ASSIGNED TASK:
From the data that follows, print exactly the lines starting at the one containing "return f64::NAN;" and ending at the one containing "let (lat, lon)"; include both of them and nothing more.

-- PROVIDED DATA follows --

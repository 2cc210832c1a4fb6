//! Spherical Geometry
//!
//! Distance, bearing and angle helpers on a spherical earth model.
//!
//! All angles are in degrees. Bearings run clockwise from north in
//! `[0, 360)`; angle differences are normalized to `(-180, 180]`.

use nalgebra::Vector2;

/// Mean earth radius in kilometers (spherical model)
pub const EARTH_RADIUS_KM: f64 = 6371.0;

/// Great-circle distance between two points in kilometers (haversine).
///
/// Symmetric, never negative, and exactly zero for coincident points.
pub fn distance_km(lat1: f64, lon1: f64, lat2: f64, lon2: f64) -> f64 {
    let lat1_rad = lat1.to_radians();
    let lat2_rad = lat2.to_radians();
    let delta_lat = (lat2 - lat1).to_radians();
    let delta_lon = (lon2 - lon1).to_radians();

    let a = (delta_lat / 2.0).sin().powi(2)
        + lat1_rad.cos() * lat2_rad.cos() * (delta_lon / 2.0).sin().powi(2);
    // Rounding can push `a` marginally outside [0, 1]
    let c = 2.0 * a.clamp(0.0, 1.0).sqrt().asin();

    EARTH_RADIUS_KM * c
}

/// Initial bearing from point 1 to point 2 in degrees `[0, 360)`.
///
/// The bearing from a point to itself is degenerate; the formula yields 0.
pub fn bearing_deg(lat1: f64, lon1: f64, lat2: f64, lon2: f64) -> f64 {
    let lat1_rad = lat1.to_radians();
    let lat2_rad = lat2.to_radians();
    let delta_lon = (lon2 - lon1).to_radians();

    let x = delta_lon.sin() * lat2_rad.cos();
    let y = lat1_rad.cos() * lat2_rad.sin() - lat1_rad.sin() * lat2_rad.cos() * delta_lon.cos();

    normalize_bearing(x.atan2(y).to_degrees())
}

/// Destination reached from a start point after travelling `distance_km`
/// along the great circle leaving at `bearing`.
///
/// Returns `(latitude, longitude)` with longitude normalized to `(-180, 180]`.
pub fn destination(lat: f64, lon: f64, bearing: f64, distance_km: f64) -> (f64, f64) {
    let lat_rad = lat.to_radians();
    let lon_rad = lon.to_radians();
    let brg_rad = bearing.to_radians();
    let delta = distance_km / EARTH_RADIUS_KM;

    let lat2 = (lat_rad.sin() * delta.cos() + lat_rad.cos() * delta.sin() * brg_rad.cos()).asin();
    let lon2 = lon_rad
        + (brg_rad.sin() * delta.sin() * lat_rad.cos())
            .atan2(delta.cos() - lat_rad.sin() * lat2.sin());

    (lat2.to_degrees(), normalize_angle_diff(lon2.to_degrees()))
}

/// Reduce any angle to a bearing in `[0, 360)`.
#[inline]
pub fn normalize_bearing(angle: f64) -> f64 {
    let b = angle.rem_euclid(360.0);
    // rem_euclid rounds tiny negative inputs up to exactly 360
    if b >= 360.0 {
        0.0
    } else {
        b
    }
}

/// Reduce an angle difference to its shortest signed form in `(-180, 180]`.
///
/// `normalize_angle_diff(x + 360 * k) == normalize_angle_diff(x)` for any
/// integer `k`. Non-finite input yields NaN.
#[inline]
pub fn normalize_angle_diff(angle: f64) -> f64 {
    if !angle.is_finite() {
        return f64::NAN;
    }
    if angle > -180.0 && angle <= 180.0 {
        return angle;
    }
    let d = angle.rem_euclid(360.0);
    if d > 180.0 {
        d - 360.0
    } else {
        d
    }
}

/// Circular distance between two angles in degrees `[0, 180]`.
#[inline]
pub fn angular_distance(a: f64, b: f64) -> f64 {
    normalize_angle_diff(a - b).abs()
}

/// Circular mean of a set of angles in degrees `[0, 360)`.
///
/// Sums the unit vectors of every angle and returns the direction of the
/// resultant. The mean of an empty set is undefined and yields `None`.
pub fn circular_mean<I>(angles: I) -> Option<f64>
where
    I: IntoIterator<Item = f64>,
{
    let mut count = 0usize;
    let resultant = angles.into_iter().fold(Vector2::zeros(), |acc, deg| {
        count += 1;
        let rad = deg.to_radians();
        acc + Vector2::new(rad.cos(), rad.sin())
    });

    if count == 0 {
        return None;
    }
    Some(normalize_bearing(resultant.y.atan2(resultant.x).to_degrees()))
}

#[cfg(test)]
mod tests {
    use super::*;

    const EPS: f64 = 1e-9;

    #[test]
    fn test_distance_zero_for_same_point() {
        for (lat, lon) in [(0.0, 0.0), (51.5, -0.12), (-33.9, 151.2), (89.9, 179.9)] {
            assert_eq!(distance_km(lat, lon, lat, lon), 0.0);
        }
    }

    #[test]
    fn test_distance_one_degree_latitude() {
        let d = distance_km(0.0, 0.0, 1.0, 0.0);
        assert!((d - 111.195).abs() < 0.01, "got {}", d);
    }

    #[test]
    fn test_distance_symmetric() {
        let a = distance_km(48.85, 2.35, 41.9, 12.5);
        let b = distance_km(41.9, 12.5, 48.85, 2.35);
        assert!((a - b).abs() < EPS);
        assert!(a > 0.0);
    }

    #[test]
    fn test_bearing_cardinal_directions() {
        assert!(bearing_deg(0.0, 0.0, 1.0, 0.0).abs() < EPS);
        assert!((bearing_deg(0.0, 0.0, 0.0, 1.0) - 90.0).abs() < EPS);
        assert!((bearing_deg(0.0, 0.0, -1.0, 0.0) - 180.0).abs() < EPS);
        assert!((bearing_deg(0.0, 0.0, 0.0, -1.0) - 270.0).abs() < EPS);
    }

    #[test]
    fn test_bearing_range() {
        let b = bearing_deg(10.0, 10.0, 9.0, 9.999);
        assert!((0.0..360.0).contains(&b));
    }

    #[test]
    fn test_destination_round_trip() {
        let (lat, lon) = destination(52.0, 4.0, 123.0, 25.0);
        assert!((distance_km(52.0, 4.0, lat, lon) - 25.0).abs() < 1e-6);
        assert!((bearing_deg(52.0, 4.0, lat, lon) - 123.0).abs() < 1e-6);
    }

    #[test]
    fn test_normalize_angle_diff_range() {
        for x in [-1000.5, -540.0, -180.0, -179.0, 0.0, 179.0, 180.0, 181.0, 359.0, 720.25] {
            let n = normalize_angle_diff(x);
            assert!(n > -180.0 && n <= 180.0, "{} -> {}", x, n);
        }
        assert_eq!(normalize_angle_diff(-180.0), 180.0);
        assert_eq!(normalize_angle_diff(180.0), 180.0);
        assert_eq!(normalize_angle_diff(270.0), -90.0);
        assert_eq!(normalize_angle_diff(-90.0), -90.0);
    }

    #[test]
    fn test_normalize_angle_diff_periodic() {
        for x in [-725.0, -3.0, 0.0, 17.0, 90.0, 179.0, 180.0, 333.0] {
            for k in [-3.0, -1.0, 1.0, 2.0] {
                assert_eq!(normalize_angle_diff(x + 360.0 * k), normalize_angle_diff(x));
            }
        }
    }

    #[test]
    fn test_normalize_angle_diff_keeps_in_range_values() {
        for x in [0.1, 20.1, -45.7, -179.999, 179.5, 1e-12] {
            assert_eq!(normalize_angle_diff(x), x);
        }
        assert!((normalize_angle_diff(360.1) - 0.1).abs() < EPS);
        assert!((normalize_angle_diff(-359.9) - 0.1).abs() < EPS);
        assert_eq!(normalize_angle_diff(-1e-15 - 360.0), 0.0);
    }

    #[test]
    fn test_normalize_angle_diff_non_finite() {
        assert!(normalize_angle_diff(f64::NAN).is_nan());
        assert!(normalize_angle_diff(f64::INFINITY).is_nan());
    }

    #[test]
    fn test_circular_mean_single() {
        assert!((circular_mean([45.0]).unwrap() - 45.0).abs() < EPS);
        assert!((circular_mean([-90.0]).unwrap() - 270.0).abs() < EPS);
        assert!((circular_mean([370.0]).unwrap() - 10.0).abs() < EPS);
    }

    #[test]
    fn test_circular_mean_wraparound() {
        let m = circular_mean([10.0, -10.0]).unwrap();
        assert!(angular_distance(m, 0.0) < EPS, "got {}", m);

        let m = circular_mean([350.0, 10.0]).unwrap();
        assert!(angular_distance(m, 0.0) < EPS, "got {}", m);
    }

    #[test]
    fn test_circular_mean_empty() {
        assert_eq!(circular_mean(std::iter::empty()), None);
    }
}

-- PROVIDED DATA concluded --
-- PROVIDED DATA follows --

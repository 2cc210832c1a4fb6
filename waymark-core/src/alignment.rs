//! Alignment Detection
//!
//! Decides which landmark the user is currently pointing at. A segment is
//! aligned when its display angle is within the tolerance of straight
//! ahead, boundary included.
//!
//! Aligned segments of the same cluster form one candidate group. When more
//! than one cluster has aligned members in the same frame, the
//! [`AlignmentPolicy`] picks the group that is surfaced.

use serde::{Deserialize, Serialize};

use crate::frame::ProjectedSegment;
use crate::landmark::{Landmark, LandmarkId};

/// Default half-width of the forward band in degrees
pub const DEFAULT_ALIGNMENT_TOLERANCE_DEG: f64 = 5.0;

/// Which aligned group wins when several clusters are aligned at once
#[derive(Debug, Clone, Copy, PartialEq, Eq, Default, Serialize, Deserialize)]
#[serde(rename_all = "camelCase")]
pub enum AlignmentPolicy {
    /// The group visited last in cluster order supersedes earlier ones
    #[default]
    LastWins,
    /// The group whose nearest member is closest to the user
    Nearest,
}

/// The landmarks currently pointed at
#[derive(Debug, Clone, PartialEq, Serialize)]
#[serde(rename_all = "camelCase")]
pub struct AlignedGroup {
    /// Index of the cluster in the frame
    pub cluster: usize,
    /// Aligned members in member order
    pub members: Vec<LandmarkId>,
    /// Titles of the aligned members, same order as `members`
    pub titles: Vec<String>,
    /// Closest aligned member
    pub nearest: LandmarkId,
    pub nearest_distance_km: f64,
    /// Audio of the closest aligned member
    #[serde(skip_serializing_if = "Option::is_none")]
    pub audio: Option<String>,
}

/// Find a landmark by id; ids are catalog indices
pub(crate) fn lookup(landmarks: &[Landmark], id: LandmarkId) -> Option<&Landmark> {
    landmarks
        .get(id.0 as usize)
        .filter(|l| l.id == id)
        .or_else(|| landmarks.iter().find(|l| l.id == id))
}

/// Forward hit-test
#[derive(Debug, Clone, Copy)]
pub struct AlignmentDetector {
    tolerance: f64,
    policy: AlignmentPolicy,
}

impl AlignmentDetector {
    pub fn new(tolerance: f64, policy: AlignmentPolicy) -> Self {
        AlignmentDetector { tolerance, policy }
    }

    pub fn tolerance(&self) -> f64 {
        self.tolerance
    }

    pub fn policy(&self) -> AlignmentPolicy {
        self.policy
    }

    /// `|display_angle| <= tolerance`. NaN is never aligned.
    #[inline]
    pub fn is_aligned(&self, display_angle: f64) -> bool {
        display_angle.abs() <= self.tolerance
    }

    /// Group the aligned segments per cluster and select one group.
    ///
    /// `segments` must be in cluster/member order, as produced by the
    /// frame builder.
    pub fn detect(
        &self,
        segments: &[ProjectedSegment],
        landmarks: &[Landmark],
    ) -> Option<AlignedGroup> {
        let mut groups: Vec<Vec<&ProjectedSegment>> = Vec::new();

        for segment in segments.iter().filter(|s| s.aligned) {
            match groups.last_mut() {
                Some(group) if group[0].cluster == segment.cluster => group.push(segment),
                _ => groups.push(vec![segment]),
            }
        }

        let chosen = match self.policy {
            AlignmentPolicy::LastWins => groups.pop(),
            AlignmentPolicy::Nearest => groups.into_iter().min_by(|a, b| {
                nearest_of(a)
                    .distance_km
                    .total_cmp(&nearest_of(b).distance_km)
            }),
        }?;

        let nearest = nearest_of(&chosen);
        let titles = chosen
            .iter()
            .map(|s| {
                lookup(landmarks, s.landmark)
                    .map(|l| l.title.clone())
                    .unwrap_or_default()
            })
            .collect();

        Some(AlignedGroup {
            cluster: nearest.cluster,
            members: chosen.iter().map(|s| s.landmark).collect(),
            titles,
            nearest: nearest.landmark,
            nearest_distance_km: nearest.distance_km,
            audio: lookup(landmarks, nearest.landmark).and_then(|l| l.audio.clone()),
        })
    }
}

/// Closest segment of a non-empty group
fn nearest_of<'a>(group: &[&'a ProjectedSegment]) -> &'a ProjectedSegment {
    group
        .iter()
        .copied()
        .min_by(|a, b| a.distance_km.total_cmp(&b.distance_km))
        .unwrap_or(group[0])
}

-- PROVIDED DATA concluded --

EXERCISE RESULT:
        return f64::NAN;
    }
    if angle > -180.0 && angle <= 180.0 {
        return angle;
    }
    let d = angle.rem_euclid(360.0);
    if d > 180.0 {
        d - 360.0
    } else {
        d
    }
}

/// Circular distance between two angles in degrees `[0, 180]`.
#[inline]
pub fn angular_distance(a: f64, b: f64) -> f64 {
    normalize_angle_diff(a - b).abs()
}

/// Circular mean of a set of angles in degrees `[0, 360)`.
///
/// Sums the unit vectors of every angle and returns the direction of the
/// resultant. The mean of an empty set is undefined and yields `None`.
pub fn circular_mean<I>(angles: I) -> Option<f64>
where
    I: IntoIterator<Item = f64>,
{
    let mut count = 0usize;
    let resultant = angles.into_iter().fold(Vector2::zeros(), |acc, deg| {
        count += 1;
        let rad = deg.to_radians();
        acc + Vector2::new(rad.cos(), rad.sin())
    });

    if count == 0 {
        return None;
    }
    Some(normalize_bearing(resultant.y.atan2(resultant.x).to_degrees()))
}

#[cfg(test)]
mod tests {
    use super::*;

    const EPS: f64 = 1e-9;

    #[test]
    fn test_distance_zero_for_same_point() {
        for (lat, lon) in [(0.0, 0.0), (51.5, -0.12), (-33.9, 151.2), (89.9, 179.9)] {
            assert_eq!(distance_km(lat, lon, lat, lon), 0.0);
        }
    }

    #[test]
    fn test_distance_one_degree_latitude() {
        let d = distance_km(0.0, 0.0, 1.0, 0.0);
        assert!((d - 111.195).abs() < 0.01, "got {}", d);
    }

    #[test]
    fn test_distance_symmetric() {
        let a = distance_km(48.85, 2.35, 41.9, 12.5);
        let b = distance_km(41.9, 12.5, 48.85, 2.35);
        assert!((a - b).abs() < EPS);
        assert!(a > 0.0);
    }

    #[test]
    fn test_bearing_cardinal_directions() {
        assert!(bearing_deg(0.0, 0.0, 1.0, 0.0).abs() < EPS);
        assert!((bearing_deg(0.0, 0.0, 0.0, 1.0) - 90.0).abs() < EPS);
        assert!((bearing_deg(0.0, 0.0, -1.0, 0.0) - 180.0).abs() < EPS);
        assert!((bearing_deg(0.0, 0.0, 0.0, -1.0) - 270.0).abs() < EPS);
    }

    #[test]
    fn test_bearing_range() {
        let b = bearing_deg(10.0, 10.0, 9.0, 9.999);
        assert!((0.0..360.0).contains(&b));
    }

    #[test]
    fn test_destination_round_trip() {
        let (lat, lon) = destination(52.0, 4.0, 123.0, 25.0);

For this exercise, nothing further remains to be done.